What you will do: Each line of the records needs to come back exactly as written.

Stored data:
- - - -

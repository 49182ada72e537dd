//! Serialized form of a [`Poll`].
//!
//! Mapping-typed fields are wrapped in a tagged envelope so that plain JSON
//! objects and maps can never be confused with one another:
//!
//! ```json
//! {
//!     "id": "b7a3...",
//!     "expiration": 1700000000,
//!     "choices": { "__type": "Map", "value": { "0": { "votes": 2 } } },
//!     "voters": { "__type": "Map", "value": { "1234": "0" } }
//! }
//! ```

use crate::poll::{Choice, Choices, Poll};
use alloc::{boxed::Box, collections::BTreeMap};
use core::{
    fmt::{self, Formatter},
    marker::PhantomData,
};
use serde::{
    de::{DeserializeOwned, Error as _, MapAccess, Visitor},
    ser::SerializeMap,
    Deserialize, Deserializer, Serialize, Serializer,
};
use uuid::Uuid;

/// Envelope tag for map-typed values.
pub const MAP_TAG: &str = "Map";

/// Field-level (de)serializers for the `{"__type": "Map", "value": ...}`
/// envelope. Use with `#[serde(with = "tagged")]`.
pub mod tagged {
    use super::MAP_TAG;
    use core::{
        fmt::{self, Formatter},
        marker::PhantomData,
    };
    use serde::{
        de::{Error, MapAccess, Visitor},
        ser::SerializeStruct,
        Deserialize, Deserializer, Serialize, Serializer,
    };

    pub fn serialize<M, S>(value: &M, serializer: S) -> Result<S::Ok, S::Error>
    where
        M: Serialize,
        S: Serializer,
    {
        let mut envelope = serializer.serialize_struct("Tagged", 2)?;
        envelope.serialize_field("__type", MAP_TAG)?;
        envelope.serialize_field("value", value)?;
        envelope.end()
    }

    pub fn deserialize<'de, M, D>(deserializer: D) -> Result<M, D::Error>
    where
        M: Deserialize<'de>,
        D: Deserializer<'de>,
    {
        deserializer.deserialize_struct("Tagged", &FIELDS, TaggedVisitor(PhantomData))
    }

    const FIELDS: [&str; 2] = ["__type", "value"];

    #[derive(Deserialize)]
    #[serde(field_identifier)]
    enum Field {
        #[serde(rename = "__type")]
        Type,
        #[serde(rename = "value")]
        Value,
    }

    struct TaggedVisitor<M>(PhantomData<M>);

    impl<'de, M: Deserialize<'de>> Visitor<'de> for TaggedVisitor<M> {
        type Value = M;

        fn expecting(&self, formatter: &mut Formatter) -> fmt::Result {
            formatter.write_str("a tagged map envelope")
        }

        fn visit_map<A>(self, mut map: A) -> Result<Self::Value, A::Error>
        where
            A: MapAccess<'de>,
        {
            use alloc::boxed::Box;
            use serde::de::Unexpected;

            let mut tagged = false;
            let mut value = None::<M>;

            while let Some(field) = map.next_key::<Field>()? {
                match field {
                    Field::Type if tagged => return Err(A::Error::duplicate_field("__type")),
                    Field::Value if value.is_some() => return Err(A::Error::duplicate_field("value")),
                    Field::Type => {
                        let tag = map.next_value::<Box<str>>()?;
                        if tag.as_ref() != MAP_TAG {
                            return Err(A::Error::invalid_value(Unexpected::Str(&tag), &MAP_TAG));
                        }
                        tagged = true;
                    }
                    Field::Value => value = Some(map.next_value()?),
                }
            }

            if !tagged {
                return Err(A::Error::missing_field("__type"));
            }

            value.ok_or_else(|| A::Error::missing_field("value"))
        }
    }
}

#[derive(Serialize)]
#[serde(bound = "T: Serialize")]
struct ChoiceRef<'a, T> {
    votes: u64,
    #[serde(skip_serializing_if = "Option::is_none")]
    metadata: Option<&'a T>,
}

#[derive(Deserialize)]
#[serde(bound = "T: DeserializeOwned")]
struct ChoiceData<T> {
    votes: u64,
    #[serde(default)]
    metadata: Option<T>,
}

impl<T: Serialize> Serialize for Choices<T> {
    fn serialize<S: Serializer>(&self, serializer: S) -> Result<S::Ok, S::Error> {
        let mut map = serializer.serialize_map(Some(self.len()))?;
        for (key, Choice { votes, metadata }) in self.iter() {
            map.serialize_entry(key, &ChoiceRef { votes: *votes, metadata: metadata.as_ref() })?;
        }
        map.end()
    }
}

struct ChoicesVisitor<T>(PhantomData<T>);

impl<'de, T: DeserializeOwned> Visitor<'de> for ChoicesVisitor<T> {
    type Value = Choices<T>;

    fn expecting(&self, formatter: &mut Formatter) -> fmt::Result {
        formatter.write_str("a map of choices")
    }

    fn visit_map<A>(self, mut map: A) -> Result<Self::Value, A::Error>
    where
        A: MapAccess<'de>,
    {
        // Entries are kept in document order since ties are broken by insertion order.
        let mut choices = Choices::default();
        while let Some((key, ChoiceData { votes, metadata })) = map.next_entry::<Box<str>, ChoiceData<T>>()? {
            if let Err(key) = choices.push(key, Choice { votes, metadata }) {
                return Err(A::Error::custom(alloc::format!("duplicate choice `{key}`")));
            }
        }
        Ok(choices)
    }
}

impl<'de, T: DeserializeOwned> Deserialize<'de> for Choices<T> {
    fn deserialize<D: Deserializer<'de>>(deserializer: D) -> Result<Self, D::Error> {
        deserializer.deserialize_map(ChoicesVisitor(PhantomData))
    }
}

#[derive(Serialize)]
#[serde(bound = "T: Serialize")]
struct PollRef<'a, T> {
    id: &'a Uuid,
    expiration: u64,
    #[serde(with = "tagged")]
    choices: &'a Choices<T>,
    #[serde(with = "tagged")]
    voters: &'a BTreeMap<Box<str>, Box<str>>,
}

#[derive(Deserialize)]
#[serde(bound = "T: DeserializeOwned")]
struct PollData<T> {
    id: Uuid,
    expiration: u64,
    #[serde(with = "tagged")]
    choices: Choices<T>,
    #[serde(with = "tagged")]
    voters: BTreeMap<Box<str>, Box<str>>,
}

impl<T: Serialize> Serialize for Poll<T> {
    fn serialize<S: Serializer>(&self, serializer: S) -> Result<S::Ok, S::Error> {
        let Self { id, expiration, choices, voters } = self;
        PollRef { id, expiration: *expiration, choices, voters }.serialize(serializer)
    }
}

impl<'de, T: DeserializeOwned> Deserialize<'de> for Poll<T> {
    fn deserialize<D: Deserializer<'de>>(deserializer: D) -> Result<Self, D::Error> {
        let PollData { id, expiration, choices, voters } = PollData::deserialize(deserializer)?;
        Poll::from_parts(id, expiration, choices, voters).map_err(D::Error::custom)
    }
}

- - - -

Reply to the task:
repository 49182ada72e537dd
//! Serialized form of a [`Poll`].
//!
//! Mapping-typed fields are wrapped in a tagged envelope so that plain JSON
//! objects and maps can never be confused with one another:
//!
//! ```json
//! {
//!     "id": "b7a3...",
//!     "expiration": 1700000000,
//!     "choices": { "__type": "Map", "value": { "0": { "votes": 2 } } },
//!     "voters": { "__type": "Map", "value": { "1234": "0" } }
//! }
//! ```

use crate::poll::{Choice, Choices, Poll};
use alloc::{boxed::Box, collections::BTreeMap};
use core::{
    fmt::{self, Formatter},
    marker::PhantomData,
};
use serde::{
    de::{DeserializeOwned, Error as _, MapAccess, Visitor},
    ser::SerializeMap,
    Deserialize, Deserializer, Serialize, Serializer,
};
use uuid::Uuid;

/// Envelope tag for map-typed values.
pub const MAP_TAG: &str = "Map";

/// Field-level (de)serializers for the `{"__type": "Map", "value": ...}`
/// envelope. Use with `#[serde(with = "tagged")]`.
pub mod tagged {
    use super::MAP_TAG;
    use core::{
        fmt::{self, Formatter},
        marker::PhantomData,
    };
    use serde::{
        de::{Error, MapAccess, Visitor},
        ser::SerializeStruct,
        Deserialize, Deserializer, Serialize, Serializer,
    };

    pub fn serialize<M, S>(value: &M, serializer: S) -> Result<S::Ok, S::Error>
    where
        M: Serialize,
        S: Serializer,
    {
        let mut envelope = serializer.serialize_struct("Tagged", 2)?;
        envelope.serialize_field("__type", MAP_TAG)?;
        envelope.serialize_field("value", value)?;
        envelope.end()
    }

    pub fn deserialize<'de, M, D>(deserializer: D) -> Result<M, D::Error>
    where
        M: Deserialize<'de>,
        D: Deserializer<'de>,
    {
        deserializer.deserialize_struct("Tagged", &FIELDS, TaggedVisitor(PhantomData))
    }

    const FIELDS: [&str; 2] = ["__type", "value"];

    #[derive(Deserialize)]
    #[serde(field_identifier)]
    enum Field {
        #[serde(rename = "__type")]
        Type,
        #[serde(rename = "value")]
        Value,
    }

    struct TaggedVisitor<M>(PhantomData<M>);

    impl<'de, M: Deserialize<'de>> Visitor<'de> for TaggedVisitor<M> {
        type Value = M;

        fn expecting(&self, formatter: &mut Formatter) -> fmt::Result {
            formatter.write_str("a tagged map envelope")
        }

        fn visit_map<A>(self, mut map: A) -> Result<Self::Value, A::Error>
        where
            A: MapAccess<'de>,
        {
            use alloc::boxed::Box;
            use serde::de::Unexpected;

            let mut tagged = false;
            let mut value = None::<M>;

            while let Some(field) = map.next_key::<Field>()? {
                match field {
                    Field::Type if tagged => return Err(A::Error::duplicate_field("__type")),
                    Field::Value if value.is_some() => return Err(A::Error::duplicate_field("value")),
                    Field::Type => {
                        let tag = map.next_value::<Box<str>>()?;
                        if tag.as_ref() != MAP_TAG {
                            return Err(A::Error::invalid_value(Unexpected::Str(&tag), &MAP_TAG));
                        }
                        tagged = true;
                    }
                    Field::Value => value = Some(map.next_value()?),
                }
            }

            if !tagged {
                return Err(A::Error::missing_field("__type"));
            }

            value.ok_or_else(|| A::Error::missing_field("value"))
        }
    }
}

#[derive(Serialize)]
#[serde(bound = "T: Serialize")]
struct ChoiceRef<'a, T> {
    votes: u64,
    #[serde(skip_serializing_if = "Option::is_none")]
    metadata: Option<&'a T>,
}

#[derive(Deserialize)]
#[serde(bound = "T: DeserializeOwned")]
struct ChoiceData<T> {
    votes: u64,
    #[serde(default)]
    metadata: Option<T>,
}

impl<T: Serialize> Serialize for Choices<T> {
    fn serialize<S: Serializer>(&self, serializer: S) -> Result<S::Ok, S::Error> {
        let mut map = serializer.serialize_map(Some(self.len()))?;
        for (key, Choice { votes, metadata }) in self.iter() {
            map.serialize_entry(key, &ChoiceRef { votes: *votes, metadata: metadata.as_ref() })?;
        }
        map.end()
    }
}

struct ChoicesVisitor<T>(PhantomData<T>);

impl<'de, T: DeserializeOwned> Visitor<'de> for ChoicesVisitor<T> {
    type Value = Choices<T>;

    fn expecting(&self, formatter: &mut Formatter) -> fmt::Result {
        formatter.write_str("a map of choices")
    }

    fn visit_map<A>(self, mut map: A) -> Result<Self::Value, A::Error>
    where
        A: MapAccess<'de>,
    {
        // Entries are kept in document order since ties are broken by insertion order.
        let mut choices = Choices::default();
        while let Some((key, ChoiceData { votes, metadata })) = map.next_entry::<Box<str>, ChoiceData<T>>()? {
            if let Err(key) = choices.push(key, Choice { votes, metadata }) {
                return Err(A::Error::custom(alloc::format!("duplicate choice `{key}`")));
            }
        }
        Ok(choices)
    }
}

impl<'de, T: DeserializeOwned> Deserialize<'de> for Choices<T> {
    fn deserialize<D: Deserializer<'de>>(deserializer: D) -> Result<Self, D::Error> {
        deserializer.deserialize_map(ChoicesVisitor(PhantomData))
    }
}

#[derive(Serialize)]
#[serde(bound = "T: Serialize")]
struct PollRef<'a, T> {
    id: &'a Uuid,
    expiration: u64,
    #[serde(with = "tagged")]
    choices: &'a Choices<T>,
    #[serde(with = "tagged")]
    voters: &'a BTreeMap<Box<str>, Box<str>>,
}

#[derive(Deserialize)]
#[serde(bound = "T: DeserializeOwned")]
struct PollData<T> {
    id: Uuid,
    expiration: u64,
    #[serde(with = "tagged")]
    choices: Choices<T>,
    #[serde(with = "tagged")]
    voters: BTreeMap<Box<str>, Box<str>>,
}

impl<T: Serialize> Serialize for Poll<T> {
    fn serialize<S: Serializer>(&self, serializer: S) -> Result<S::Ok, S::Error> {
        let Self { id, expiration, choices, voters } = self;
        PollRef { id, expiration: *expiration, choices, voters }.serialize(serializer)
    }
}

impl<'de, T: DeserializeOwned> Deserialize<'de> for Poll<T> {
    fn deserialize<D: Deserializer<'de>>(deserializer: D) -> Result<Self, D::Error> {
        let PollData { id, expiration, choices, voters } = PollData::deserialize(deserializer)?;
        Poll::from_parts(id, expiration, choices, voters).map_err(D::Error::custom)
    }
}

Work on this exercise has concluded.